START Given data

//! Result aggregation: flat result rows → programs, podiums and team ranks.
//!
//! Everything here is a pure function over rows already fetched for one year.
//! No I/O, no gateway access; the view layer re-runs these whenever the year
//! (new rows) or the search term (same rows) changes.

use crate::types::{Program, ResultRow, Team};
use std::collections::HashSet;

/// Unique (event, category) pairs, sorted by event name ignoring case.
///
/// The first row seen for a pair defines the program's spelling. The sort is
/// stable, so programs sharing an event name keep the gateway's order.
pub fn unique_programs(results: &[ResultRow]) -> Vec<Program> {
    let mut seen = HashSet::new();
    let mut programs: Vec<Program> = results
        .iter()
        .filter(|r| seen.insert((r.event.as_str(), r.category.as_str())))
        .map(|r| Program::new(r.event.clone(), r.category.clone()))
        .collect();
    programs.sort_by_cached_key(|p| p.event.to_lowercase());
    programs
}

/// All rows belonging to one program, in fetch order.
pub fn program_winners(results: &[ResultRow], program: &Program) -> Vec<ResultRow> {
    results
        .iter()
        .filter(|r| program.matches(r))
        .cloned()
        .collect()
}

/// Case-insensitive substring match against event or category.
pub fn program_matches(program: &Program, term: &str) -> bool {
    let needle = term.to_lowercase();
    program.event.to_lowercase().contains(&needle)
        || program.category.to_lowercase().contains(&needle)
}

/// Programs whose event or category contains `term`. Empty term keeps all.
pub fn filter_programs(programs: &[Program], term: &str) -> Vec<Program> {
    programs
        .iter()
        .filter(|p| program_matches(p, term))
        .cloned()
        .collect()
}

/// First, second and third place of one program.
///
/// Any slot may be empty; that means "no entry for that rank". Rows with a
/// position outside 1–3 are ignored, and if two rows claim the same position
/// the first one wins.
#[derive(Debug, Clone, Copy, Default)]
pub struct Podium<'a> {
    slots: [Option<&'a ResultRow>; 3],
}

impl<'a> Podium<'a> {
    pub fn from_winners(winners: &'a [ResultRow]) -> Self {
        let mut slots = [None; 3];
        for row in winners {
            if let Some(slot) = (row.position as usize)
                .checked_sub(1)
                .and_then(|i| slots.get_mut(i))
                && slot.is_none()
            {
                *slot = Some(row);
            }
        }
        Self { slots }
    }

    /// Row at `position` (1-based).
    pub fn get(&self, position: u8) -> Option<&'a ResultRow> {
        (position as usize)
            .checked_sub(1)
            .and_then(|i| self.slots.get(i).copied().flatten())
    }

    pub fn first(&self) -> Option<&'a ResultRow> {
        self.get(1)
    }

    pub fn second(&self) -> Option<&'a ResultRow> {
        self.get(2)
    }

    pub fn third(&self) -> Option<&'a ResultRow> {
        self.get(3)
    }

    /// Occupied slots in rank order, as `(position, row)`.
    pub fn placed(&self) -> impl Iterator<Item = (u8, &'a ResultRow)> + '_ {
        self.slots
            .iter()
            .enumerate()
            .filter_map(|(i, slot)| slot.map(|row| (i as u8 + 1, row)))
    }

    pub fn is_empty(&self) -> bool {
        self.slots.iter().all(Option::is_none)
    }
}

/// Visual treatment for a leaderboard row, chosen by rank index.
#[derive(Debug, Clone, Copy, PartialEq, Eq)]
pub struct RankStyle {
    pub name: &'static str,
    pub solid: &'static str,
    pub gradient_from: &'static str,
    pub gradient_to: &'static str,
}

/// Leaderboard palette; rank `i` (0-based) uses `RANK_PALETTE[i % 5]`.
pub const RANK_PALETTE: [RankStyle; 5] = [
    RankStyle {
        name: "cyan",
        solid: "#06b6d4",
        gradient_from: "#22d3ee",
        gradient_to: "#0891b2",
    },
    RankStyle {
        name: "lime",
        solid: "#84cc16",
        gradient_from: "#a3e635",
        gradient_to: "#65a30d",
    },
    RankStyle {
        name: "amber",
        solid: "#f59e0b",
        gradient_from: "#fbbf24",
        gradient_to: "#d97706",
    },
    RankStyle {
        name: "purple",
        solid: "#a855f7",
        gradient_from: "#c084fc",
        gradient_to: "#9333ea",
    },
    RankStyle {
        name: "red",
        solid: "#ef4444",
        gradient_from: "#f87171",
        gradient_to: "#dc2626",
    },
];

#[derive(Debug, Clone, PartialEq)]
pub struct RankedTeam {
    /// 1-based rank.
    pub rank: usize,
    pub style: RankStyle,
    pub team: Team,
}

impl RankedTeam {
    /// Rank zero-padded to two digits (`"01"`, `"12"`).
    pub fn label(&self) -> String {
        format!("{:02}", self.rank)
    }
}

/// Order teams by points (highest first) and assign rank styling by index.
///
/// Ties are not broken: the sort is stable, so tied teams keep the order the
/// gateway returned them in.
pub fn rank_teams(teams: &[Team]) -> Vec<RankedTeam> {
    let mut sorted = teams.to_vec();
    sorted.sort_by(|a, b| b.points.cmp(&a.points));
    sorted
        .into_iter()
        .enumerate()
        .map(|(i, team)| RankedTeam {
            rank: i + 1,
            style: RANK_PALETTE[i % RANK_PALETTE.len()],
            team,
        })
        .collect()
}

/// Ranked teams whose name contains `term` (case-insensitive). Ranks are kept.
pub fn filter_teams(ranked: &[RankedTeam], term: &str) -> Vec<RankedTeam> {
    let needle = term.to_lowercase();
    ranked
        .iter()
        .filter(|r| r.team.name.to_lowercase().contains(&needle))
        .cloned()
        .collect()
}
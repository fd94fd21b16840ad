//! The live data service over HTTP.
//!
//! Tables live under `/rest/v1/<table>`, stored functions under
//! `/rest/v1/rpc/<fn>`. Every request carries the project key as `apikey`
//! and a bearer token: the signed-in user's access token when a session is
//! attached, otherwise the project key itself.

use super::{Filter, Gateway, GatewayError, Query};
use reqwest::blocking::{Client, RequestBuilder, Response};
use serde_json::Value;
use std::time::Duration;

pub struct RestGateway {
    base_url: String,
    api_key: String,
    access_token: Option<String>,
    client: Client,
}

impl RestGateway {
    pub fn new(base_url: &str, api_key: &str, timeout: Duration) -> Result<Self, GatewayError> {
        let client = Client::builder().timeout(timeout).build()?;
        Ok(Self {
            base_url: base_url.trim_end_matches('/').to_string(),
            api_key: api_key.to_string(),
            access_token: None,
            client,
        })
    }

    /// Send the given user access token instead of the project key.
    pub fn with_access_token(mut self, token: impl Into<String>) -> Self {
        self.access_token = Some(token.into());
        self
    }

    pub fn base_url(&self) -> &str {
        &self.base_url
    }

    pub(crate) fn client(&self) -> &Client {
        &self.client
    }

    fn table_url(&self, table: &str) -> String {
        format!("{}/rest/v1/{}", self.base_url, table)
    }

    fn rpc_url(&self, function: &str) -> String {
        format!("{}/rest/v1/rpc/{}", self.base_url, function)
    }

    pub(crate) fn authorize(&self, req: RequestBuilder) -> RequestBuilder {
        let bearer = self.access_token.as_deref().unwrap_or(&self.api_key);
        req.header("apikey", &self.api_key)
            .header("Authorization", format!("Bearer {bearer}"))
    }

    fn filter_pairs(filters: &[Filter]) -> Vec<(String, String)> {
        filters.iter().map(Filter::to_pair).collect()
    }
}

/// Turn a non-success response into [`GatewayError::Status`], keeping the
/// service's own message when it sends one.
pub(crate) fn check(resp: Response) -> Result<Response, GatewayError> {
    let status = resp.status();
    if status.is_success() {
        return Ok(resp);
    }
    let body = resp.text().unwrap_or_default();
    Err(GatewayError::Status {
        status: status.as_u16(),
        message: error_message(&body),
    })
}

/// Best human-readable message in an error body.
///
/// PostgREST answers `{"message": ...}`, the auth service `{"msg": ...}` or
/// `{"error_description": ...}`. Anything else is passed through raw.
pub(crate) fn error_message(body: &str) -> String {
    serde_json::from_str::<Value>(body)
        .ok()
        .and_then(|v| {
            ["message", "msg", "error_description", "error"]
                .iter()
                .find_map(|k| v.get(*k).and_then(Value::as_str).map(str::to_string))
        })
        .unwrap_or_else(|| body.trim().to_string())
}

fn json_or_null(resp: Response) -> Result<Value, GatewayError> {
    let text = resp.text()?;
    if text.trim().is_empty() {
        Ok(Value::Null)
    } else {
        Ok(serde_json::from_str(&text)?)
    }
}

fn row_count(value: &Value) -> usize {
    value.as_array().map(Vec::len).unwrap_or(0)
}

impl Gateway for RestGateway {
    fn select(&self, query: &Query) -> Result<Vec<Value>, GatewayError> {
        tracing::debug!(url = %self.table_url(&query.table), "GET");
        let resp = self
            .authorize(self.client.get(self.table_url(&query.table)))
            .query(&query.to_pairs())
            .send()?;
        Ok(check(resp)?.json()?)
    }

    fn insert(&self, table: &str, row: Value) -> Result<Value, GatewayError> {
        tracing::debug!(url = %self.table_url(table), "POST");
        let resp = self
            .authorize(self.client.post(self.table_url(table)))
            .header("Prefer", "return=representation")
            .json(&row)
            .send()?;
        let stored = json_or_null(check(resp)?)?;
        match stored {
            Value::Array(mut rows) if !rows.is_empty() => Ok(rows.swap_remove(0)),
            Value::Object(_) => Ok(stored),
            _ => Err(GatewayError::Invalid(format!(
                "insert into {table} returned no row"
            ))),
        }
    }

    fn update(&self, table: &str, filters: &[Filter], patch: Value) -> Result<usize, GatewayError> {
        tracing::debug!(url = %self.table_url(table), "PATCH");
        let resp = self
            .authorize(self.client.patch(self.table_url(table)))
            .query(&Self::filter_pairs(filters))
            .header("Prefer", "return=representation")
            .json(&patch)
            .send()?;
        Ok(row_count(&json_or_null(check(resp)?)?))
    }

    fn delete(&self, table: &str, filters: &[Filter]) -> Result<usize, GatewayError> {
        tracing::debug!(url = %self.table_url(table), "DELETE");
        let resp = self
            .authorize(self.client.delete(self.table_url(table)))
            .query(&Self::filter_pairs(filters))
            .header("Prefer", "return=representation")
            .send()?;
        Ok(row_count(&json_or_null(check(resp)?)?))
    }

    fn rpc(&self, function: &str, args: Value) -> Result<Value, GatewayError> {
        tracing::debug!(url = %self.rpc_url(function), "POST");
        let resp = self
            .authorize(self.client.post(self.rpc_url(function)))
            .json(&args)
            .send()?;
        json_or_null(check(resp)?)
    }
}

END Given data
START Given data

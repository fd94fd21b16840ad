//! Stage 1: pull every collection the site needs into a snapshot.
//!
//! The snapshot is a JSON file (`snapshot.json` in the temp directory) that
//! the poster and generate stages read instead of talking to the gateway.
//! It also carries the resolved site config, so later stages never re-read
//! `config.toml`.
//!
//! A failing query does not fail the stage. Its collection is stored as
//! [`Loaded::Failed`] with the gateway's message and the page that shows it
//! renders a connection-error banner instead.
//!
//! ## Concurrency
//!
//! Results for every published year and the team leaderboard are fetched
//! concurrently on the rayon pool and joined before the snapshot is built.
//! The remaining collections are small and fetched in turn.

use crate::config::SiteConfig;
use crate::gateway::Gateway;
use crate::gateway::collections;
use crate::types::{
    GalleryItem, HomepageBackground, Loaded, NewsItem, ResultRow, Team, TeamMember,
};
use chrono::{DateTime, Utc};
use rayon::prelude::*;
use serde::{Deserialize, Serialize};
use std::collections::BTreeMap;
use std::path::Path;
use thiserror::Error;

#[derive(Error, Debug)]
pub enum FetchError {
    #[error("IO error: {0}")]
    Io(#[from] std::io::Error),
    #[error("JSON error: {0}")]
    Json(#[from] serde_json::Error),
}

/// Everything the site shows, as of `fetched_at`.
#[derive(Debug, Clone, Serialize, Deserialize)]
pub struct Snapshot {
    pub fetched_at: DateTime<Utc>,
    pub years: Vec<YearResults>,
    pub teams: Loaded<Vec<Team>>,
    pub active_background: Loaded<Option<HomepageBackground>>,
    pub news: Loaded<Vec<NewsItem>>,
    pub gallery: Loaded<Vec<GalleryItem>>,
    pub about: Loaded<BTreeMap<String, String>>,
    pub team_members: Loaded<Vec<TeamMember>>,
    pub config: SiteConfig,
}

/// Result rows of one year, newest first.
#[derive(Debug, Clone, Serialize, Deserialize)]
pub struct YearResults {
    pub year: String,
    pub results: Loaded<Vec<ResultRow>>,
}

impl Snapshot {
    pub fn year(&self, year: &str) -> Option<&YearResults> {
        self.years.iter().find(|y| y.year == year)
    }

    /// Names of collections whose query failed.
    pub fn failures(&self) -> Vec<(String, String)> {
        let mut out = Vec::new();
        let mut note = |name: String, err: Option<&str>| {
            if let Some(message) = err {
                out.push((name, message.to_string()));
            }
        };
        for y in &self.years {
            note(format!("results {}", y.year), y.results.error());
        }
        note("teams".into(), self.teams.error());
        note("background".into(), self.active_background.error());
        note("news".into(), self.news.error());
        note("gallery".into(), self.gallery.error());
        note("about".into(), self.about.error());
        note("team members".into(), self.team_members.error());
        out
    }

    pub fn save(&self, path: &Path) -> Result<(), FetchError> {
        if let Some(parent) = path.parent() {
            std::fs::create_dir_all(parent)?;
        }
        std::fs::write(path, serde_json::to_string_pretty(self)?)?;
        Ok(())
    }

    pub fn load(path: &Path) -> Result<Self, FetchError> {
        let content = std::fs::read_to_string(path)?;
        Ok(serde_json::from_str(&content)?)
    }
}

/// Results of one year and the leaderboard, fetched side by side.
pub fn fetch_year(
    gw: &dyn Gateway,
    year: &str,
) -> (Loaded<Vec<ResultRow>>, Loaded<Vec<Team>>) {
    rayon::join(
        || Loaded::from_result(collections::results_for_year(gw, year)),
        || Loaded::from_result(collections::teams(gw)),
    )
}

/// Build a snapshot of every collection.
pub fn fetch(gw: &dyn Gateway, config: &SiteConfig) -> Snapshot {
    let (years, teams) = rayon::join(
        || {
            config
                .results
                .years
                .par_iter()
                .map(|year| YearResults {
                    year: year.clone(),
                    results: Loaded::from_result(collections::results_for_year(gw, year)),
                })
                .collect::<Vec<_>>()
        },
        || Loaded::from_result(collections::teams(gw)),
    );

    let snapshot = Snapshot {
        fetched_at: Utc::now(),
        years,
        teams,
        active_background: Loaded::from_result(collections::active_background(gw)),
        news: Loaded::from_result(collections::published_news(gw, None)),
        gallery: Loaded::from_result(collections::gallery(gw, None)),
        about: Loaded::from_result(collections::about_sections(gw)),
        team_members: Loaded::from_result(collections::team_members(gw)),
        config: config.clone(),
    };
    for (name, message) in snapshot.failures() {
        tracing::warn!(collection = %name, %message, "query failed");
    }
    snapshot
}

END Given data

### Directions
The reply should consist solely of the lines above from the one that has "#[derive(Debug, Clone, Copy, PartialEq, Eq)]" through the one that has "#[derive(Debug, Clone, PartialEq)]", reproduced exactly.

### The answer
#[derive(Debug, Clone, Copy, PartialEq, Eq)]
pub struct RankStyle {
    pub name: &'static str,
    pub solid: &'static str,
    pub gradient_from: &'static str,
    pub gradient_to: &'static str,
}

/// Leaderboard palette; rank `i` (0-based) uses `RANK_PALETTE[i % 5]`.
pub const RANK_PALETTE: [RankStyle; 5] = [
    RankStyle {
        name: "cyan",
        solid: "#06b6d4",
        gradient_from: "#22d3ee",
        gradient_to: "#0891b2",
    },
    RankStyle {
        name: "lime",
        solid: "#84cc16",
        gradient_from: "#a3e635",
        gradient_to: "#65a30d",
    },
    RankStyle {
        name: "amber",
        solid: "#f59e0b",
        gradient_from: "#fbbf24",
        gradient_to: "#d97706",
    },
    RankStyle {
        name: "purple",
        solid: "#a855f7",
        gradient_from: "#c084fc",
        gradient_to: "#9333ea",
    },
    RankStyle {
        name: "red",
        solid: "#ef4444",
        gradient_from: "#f87171",
        gradient_to: "#dc2626",
    },
];

#[derive(Debug, Clone, PartialEq)]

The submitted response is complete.